## TASK INSTRUCTIONS:
From the records below, set down exactly the lines starting with the line that contains "pub fn all()" and going on through the line that contains "type Err = String;". Nothing else is wanted.

## GIVEN ENTRIES:
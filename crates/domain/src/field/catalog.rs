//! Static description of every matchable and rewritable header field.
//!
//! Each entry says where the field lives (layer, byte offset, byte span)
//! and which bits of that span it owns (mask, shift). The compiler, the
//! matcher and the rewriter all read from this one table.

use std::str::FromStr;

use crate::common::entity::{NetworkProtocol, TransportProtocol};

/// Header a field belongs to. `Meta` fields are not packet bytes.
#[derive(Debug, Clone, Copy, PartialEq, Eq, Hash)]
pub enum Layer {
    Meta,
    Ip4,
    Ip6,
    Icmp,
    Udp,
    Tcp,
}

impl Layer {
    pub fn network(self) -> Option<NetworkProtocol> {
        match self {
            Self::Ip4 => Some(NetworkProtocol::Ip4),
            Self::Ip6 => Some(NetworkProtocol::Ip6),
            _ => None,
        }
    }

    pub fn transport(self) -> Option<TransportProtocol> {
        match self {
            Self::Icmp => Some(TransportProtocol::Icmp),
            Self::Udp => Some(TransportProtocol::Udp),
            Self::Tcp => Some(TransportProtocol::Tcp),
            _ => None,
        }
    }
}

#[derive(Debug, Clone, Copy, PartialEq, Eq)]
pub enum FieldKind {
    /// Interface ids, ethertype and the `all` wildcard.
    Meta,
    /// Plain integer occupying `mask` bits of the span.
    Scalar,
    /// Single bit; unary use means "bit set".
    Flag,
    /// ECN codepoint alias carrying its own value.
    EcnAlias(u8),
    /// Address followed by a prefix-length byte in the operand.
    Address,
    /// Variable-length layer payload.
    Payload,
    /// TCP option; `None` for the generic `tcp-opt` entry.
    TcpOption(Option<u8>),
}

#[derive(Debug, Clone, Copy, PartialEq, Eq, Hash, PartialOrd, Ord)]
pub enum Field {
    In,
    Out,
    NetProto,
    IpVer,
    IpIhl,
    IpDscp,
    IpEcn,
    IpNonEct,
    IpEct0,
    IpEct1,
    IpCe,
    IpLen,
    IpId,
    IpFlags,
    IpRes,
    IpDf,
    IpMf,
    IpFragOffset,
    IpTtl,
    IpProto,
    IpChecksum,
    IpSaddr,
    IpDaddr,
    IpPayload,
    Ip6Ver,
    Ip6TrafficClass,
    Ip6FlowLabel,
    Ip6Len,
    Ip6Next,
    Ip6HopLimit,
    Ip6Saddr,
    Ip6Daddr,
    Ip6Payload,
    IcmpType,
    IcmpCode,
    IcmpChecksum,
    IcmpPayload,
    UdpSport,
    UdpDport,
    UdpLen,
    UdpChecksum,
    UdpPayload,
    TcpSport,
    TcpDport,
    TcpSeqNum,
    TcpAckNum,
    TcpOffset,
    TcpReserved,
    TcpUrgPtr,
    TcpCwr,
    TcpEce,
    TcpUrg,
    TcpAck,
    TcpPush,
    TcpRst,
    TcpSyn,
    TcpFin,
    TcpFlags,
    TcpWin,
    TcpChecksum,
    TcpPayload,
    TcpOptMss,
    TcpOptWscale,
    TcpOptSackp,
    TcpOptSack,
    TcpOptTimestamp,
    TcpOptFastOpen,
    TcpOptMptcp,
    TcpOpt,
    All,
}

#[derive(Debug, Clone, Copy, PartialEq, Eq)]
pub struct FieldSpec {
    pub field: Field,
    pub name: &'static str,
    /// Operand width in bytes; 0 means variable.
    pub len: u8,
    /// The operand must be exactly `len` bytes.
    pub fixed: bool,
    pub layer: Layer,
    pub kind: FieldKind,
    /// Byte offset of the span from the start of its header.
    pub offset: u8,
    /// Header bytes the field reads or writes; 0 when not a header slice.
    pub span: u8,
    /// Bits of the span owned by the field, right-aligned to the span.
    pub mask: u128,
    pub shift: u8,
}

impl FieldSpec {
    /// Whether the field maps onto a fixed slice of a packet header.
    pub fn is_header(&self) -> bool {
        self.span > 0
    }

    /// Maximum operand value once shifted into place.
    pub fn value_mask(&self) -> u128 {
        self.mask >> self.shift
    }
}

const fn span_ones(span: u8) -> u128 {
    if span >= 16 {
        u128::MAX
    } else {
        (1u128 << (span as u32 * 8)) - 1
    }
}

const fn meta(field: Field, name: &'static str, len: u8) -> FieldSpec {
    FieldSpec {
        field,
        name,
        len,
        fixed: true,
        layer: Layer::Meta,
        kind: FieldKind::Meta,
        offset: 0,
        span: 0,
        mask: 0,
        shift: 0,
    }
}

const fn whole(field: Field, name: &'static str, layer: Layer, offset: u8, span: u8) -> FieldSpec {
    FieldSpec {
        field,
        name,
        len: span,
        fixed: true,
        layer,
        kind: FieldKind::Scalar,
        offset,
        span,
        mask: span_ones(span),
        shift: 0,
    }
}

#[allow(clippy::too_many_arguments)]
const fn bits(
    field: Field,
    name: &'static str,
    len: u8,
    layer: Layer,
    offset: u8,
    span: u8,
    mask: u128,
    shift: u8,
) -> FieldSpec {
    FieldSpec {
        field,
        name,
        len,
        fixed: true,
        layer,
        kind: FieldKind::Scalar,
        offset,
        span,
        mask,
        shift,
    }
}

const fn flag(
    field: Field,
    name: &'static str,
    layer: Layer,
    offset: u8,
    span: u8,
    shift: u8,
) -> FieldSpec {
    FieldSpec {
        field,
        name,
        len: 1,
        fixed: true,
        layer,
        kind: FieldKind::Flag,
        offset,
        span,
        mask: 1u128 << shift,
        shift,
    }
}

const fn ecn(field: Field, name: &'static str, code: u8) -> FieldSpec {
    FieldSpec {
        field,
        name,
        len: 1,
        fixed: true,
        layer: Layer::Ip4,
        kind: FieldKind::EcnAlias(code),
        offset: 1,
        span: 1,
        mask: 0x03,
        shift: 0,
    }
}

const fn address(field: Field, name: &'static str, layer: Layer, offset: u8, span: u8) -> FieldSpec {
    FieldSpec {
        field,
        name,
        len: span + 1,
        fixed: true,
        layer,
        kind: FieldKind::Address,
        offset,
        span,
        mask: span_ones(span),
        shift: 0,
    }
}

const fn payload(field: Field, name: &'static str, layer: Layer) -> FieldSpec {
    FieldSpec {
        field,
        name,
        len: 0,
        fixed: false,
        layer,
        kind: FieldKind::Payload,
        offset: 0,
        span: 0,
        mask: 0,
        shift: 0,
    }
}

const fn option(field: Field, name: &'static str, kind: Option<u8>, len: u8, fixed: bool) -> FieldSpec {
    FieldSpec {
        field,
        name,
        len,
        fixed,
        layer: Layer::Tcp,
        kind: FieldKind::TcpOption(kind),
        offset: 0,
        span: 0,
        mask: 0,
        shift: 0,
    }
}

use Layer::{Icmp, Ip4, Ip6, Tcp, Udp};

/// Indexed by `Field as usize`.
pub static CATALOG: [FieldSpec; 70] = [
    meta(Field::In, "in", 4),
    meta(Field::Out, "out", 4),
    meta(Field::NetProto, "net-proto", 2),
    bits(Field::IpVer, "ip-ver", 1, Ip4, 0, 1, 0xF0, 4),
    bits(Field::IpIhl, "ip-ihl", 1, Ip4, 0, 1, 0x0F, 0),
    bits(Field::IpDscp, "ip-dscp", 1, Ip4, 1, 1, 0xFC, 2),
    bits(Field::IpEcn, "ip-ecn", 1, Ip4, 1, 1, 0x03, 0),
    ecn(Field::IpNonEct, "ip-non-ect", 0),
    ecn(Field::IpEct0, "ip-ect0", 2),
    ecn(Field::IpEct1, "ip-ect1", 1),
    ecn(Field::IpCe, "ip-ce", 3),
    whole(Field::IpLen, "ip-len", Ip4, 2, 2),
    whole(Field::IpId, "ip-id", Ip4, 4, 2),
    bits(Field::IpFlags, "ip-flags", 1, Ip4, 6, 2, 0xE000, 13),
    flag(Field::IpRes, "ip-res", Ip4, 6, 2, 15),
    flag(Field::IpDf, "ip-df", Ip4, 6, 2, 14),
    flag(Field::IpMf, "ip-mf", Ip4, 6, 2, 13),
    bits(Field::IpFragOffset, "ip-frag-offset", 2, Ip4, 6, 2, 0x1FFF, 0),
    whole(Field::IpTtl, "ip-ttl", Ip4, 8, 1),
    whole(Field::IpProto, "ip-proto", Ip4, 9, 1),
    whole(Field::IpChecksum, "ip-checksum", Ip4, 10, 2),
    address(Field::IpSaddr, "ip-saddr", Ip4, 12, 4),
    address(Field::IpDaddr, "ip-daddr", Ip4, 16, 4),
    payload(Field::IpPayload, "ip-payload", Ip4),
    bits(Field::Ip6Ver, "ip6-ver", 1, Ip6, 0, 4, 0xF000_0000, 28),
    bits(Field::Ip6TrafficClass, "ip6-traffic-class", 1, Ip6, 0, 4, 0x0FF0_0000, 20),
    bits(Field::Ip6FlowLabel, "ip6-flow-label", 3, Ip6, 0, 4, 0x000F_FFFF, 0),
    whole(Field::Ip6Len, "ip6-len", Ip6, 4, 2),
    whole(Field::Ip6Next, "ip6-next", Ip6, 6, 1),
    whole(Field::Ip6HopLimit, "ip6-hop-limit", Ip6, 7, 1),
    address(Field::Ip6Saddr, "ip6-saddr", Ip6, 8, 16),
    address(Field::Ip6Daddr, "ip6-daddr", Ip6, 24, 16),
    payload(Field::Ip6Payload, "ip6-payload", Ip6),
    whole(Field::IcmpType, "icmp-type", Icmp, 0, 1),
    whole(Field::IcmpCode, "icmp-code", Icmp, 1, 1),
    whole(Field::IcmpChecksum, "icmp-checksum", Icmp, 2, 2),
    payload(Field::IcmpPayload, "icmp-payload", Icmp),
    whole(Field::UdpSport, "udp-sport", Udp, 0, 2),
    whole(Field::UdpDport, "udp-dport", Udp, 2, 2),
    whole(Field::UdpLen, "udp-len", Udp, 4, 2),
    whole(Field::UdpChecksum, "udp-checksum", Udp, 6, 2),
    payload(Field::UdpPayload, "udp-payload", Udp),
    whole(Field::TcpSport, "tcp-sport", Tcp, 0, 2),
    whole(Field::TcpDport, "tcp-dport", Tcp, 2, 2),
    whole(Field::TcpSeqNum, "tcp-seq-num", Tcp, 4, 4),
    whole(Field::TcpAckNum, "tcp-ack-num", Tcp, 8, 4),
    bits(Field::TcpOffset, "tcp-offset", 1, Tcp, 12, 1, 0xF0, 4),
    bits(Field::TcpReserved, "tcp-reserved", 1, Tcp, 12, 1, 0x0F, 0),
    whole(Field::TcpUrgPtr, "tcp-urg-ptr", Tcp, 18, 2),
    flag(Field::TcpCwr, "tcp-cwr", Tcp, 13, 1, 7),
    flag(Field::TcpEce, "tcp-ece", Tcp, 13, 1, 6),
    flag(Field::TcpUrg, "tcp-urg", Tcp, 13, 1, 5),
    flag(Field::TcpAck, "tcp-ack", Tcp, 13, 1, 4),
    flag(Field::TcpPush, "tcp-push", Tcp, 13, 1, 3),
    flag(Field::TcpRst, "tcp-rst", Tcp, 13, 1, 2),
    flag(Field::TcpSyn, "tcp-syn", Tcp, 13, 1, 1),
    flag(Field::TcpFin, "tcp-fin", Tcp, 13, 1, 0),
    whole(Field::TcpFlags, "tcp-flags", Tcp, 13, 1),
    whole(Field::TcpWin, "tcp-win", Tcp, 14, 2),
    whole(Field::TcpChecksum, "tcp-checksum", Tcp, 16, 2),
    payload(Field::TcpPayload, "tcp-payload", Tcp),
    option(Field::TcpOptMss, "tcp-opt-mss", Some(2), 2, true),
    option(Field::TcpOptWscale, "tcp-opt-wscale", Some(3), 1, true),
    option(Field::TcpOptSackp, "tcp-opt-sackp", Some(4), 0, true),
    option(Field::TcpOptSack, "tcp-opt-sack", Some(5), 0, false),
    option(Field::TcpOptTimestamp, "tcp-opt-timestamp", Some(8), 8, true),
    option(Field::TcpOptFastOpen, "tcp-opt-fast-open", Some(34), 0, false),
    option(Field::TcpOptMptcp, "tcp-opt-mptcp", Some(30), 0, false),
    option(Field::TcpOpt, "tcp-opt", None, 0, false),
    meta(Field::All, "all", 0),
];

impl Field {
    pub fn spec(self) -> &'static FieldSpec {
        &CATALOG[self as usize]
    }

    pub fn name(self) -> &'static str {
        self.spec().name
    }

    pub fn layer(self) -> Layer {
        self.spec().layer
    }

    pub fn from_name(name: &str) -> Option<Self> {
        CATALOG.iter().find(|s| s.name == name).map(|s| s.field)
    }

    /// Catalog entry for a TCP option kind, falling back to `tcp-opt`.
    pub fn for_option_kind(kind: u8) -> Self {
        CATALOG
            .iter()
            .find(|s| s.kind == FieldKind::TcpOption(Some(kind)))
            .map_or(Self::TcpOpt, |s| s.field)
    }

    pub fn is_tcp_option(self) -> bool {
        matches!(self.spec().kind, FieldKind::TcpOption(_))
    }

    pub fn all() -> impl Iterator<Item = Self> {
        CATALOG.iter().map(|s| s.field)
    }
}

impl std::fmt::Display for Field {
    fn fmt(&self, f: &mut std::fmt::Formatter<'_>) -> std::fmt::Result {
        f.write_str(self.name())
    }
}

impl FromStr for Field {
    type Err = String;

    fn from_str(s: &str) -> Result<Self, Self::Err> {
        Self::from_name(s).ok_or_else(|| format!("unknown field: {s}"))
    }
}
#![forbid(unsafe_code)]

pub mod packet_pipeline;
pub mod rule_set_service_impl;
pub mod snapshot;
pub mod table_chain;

* * *

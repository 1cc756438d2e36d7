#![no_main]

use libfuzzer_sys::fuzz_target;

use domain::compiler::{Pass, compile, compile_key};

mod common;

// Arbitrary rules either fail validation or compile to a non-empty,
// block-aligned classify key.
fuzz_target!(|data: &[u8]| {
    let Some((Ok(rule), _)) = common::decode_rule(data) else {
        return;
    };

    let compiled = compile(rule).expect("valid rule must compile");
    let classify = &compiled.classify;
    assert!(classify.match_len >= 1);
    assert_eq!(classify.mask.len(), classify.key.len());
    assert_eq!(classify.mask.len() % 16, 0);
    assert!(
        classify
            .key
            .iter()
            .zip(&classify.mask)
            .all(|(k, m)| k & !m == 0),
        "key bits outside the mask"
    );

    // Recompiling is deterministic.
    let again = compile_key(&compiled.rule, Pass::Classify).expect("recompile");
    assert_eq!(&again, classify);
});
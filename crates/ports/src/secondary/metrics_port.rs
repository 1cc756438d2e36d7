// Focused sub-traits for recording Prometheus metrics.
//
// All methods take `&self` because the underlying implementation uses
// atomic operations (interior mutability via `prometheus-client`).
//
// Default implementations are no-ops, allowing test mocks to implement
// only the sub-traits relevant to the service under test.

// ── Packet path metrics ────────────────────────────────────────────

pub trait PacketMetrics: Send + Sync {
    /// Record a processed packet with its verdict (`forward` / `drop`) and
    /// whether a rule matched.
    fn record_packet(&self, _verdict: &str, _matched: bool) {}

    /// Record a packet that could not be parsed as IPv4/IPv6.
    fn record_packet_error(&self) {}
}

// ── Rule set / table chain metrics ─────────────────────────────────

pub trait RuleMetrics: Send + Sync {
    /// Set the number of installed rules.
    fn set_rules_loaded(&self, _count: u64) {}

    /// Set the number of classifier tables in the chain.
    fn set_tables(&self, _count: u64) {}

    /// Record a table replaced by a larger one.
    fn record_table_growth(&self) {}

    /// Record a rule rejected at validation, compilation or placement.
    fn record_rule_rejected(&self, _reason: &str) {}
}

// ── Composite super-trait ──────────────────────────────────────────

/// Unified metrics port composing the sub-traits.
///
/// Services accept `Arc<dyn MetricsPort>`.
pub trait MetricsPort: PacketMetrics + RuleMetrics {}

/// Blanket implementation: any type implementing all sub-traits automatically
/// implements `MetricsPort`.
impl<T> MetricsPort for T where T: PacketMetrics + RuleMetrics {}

...

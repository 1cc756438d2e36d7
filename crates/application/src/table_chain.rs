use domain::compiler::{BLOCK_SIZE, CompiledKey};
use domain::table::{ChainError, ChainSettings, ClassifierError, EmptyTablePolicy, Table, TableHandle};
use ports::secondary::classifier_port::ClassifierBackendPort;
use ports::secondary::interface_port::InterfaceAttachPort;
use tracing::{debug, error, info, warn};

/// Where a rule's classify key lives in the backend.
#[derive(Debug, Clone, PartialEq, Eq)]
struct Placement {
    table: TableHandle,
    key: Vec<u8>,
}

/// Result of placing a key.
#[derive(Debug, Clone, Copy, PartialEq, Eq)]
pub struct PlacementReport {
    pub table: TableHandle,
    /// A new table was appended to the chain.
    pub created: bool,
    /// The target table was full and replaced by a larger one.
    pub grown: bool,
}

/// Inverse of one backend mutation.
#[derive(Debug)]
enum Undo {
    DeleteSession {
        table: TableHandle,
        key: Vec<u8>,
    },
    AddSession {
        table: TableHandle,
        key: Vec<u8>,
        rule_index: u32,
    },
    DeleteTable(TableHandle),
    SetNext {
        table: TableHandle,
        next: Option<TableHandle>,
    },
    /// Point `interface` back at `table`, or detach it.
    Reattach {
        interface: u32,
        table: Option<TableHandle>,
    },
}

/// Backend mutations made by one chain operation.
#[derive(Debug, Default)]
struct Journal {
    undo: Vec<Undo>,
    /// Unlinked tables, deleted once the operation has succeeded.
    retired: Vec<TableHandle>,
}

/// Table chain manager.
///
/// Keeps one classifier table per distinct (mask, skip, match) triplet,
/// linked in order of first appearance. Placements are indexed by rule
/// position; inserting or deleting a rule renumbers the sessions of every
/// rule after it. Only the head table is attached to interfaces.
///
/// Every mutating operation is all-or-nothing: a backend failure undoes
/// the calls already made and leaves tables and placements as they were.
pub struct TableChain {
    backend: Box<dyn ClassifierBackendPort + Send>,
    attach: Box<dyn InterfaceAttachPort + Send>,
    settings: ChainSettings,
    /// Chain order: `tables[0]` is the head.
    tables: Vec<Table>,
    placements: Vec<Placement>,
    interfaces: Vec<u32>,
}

## RESULT OF THE TASK:
    pub fn all() -> impl Iterator<Item = Self> {
        CATALOG.iter().map(|s| s.field)
    }
}

impl std::fmt::Display for Field {
    fn fmt(&self, f: &mut std::fmt::Formatter<'_>) -> std::fmt::Result {
        f.write_str(self.name())
    }
}

impl FromStr for Field {
    type Err = String;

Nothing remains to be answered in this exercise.